● Required action: Write out every line below that includes the word "NewBanList".

● Given records:
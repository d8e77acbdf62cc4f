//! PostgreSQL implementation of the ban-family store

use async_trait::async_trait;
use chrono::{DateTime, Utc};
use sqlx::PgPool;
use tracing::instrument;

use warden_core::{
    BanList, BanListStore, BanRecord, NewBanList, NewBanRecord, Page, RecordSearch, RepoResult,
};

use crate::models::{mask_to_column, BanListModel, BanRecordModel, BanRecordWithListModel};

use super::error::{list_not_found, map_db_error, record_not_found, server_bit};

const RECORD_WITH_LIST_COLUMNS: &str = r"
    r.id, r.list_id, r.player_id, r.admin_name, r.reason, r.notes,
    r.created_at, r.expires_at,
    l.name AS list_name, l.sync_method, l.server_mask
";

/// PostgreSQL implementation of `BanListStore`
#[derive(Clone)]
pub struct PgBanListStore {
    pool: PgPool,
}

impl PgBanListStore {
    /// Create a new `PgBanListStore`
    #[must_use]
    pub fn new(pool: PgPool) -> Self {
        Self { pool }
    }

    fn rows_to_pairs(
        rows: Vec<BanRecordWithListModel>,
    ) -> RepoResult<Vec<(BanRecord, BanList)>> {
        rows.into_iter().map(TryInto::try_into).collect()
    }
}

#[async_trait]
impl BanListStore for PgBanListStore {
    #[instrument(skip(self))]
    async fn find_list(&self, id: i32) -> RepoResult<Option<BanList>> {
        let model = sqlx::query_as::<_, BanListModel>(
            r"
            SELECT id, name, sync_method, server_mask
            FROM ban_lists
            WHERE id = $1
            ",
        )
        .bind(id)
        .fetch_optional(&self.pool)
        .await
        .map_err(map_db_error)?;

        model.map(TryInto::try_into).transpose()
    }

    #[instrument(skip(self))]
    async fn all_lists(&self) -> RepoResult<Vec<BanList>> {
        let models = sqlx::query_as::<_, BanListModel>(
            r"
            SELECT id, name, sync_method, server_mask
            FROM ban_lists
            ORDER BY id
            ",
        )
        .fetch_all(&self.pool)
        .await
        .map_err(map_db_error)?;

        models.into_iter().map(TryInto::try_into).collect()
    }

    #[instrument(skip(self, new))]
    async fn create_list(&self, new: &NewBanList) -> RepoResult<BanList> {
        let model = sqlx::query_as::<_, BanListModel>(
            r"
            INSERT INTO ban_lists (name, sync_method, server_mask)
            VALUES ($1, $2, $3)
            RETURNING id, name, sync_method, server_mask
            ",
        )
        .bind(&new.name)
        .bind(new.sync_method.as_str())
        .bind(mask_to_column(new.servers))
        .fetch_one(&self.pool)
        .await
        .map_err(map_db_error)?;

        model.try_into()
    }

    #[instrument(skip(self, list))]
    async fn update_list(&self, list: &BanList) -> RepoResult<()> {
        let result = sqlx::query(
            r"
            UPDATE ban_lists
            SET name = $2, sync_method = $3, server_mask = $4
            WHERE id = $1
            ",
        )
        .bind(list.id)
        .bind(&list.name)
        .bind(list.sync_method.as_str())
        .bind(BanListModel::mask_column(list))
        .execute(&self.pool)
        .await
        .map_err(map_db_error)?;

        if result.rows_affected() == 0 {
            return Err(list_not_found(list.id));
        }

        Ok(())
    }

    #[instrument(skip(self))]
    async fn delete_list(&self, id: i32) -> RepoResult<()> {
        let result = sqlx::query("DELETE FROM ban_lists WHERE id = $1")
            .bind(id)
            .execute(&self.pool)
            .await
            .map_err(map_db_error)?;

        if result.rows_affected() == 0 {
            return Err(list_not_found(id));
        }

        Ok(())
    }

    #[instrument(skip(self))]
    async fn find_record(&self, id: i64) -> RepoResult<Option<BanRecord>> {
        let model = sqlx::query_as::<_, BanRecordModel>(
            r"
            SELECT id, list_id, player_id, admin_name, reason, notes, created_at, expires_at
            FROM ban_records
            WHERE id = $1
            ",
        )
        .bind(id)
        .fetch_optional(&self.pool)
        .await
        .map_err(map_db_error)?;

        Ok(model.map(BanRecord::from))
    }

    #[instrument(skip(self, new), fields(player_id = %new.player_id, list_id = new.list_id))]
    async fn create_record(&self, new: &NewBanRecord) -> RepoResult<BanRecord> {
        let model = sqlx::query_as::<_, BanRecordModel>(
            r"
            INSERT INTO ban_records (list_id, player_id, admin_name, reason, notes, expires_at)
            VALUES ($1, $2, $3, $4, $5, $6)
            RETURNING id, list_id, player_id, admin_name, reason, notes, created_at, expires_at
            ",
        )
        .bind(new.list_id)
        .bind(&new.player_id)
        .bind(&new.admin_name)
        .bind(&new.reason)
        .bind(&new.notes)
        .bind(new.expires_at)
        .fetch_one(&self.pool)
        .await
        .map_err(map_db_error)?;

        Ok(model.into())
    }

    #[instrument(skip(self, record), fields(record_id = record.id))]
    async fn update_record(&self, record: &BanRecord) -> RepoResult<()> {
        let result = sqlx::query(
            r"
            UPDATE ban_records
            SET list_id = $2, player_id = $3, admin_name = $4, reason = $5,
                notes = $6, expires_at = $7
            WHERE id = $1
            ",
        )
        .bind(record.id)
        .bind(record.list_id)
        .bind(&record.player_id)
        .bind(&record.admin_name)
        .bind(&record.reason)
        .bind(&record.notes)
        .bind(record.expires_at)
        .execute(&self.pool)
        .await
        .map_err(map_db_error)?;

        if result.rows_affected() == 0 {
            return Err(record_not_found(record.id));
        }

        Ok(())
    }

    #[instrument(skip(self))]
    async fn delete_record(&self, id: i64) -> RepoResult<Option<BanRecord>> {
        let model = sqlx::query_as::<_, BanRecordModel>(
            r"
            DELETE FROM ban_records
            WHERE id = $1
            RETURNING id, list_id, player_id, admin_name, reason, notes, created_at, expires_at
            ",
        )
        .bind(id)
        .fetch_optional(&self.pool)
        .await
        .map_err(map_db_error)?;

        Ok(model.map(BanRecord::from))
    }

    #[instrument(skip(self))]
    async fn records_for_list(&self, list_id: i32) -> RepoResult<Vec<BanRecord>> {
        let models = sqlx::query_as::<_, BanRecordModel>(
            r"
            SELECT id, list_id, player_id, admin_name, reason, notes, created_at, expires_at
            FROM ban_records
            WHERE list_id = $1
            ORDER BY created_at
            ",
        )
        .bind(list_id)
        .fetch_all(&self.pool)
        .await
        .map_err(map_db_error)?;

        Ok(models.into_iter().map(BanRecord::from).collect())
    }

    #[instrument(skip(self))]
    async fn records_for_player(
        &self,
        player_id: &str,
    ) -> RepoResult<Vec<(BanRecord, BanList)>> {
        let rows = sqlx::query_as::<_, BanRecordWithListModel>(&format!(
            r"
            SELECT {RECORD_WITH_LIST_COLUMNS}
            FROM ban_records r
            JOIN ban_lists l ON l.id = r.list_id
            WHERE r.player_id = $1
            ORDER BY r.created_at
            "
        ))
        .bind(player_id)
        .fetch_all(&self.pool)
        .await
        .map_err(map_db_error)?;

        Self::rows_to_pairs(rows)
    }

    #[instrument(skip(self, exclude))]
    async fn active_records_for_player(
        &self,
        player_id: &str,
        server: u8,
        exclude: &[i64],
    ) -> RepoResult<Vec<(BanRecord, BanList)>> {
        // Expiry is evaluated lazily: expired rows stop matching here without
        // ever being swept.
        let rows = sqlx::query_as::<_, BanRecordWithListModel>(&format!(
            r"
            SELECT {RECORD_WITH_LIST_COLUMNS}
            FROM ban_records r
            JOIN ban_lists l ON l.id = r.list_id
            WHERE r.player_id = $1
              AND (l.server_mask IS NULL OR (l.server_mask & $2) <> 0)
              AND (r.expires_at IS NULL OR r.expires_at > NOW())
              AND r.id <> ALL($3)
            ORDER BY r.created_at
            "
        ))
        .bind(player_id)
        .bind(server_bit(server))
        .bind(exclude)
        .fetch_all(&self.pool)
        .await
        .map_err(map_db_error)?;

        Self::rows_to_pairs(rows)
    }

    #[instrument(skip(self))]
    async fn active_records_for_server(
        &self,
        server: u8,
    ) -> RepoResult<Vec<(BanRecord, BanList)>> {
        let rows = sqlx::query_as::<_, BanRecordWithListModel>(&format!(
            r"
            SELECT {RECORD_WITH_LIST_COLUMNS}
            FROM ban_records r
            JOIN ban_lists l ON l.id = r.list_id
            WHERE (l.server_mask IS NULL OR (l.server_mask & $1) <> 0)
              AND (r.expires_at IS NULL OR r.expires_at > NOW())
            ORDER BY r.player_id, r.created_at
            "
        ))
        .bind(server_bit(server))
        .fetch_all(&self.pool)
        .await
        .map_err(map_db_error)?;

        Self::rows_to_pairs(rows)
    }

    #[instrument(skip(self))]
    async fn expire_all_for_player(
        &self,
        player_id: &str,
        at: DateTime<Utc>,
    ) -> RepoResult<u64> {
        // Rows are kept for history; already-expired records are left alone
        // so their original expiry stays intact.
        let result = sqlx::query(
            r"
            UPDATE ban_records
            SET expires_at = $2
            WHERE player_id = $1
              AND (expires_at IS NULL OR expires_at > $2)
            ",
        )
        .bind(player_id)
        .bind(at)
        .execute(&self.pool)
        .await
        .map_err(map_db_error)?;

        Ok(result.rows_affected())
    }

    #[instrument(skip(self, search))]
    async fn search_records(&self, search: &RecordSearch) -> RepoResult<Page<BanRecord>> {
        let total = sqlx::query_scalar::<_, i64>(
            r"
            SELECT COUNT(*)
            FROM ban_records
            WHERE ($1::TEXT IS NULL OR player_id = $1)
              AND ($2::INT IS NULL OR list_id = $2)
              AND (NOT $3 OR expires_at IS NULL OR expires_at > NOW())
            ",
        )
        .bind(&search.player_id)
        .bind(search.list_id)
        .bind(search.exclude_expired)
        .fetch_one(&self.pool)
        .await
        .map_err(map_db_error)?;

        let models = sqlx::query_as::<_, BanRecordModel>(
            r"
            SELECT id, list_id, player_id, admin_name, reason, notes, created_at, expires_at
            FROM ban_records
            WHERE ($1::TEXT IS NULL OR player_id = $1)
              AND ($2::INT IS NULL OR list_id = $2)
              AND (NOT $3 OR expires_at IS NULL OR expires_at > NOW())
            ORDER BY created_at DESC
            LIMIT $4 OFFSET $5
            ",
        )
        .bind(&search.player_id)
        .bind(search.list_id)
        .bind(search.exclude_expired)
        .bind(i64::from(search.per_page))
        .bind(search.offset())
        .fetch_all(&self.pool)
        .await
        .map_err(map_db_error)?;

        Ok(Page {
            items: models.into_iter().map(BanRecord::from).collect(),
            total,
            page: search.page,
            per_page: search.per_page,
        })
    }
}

* * *

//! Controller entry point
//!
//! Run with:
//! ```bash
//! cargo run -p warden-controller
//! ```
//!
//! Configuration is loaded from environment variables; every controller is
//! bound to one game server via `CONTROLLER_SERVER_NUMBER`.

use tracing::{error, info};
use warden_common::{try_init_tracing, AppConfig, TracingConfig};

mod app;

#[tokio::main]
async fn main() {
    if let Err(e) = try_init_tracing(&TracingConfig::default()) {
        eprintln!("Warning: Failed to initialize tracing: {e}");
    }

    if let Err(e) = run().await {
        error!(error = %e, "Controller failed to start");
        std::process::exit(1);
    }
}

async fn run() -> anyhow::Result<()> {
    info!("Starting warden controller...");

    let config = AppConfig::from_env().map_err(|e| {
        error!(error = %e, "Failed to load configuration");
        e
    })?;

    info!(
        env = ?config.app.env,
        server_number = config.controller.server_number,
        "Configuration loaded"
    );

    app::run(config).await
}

● Solved exercise:
    BanList, BanListStore, BanRecord, NewBanList, NewBanRecord, Page, RecordSearch, RepoResult,
    async fn create_list(&self, new: &NewBanList) -> RepoResult<BanList> {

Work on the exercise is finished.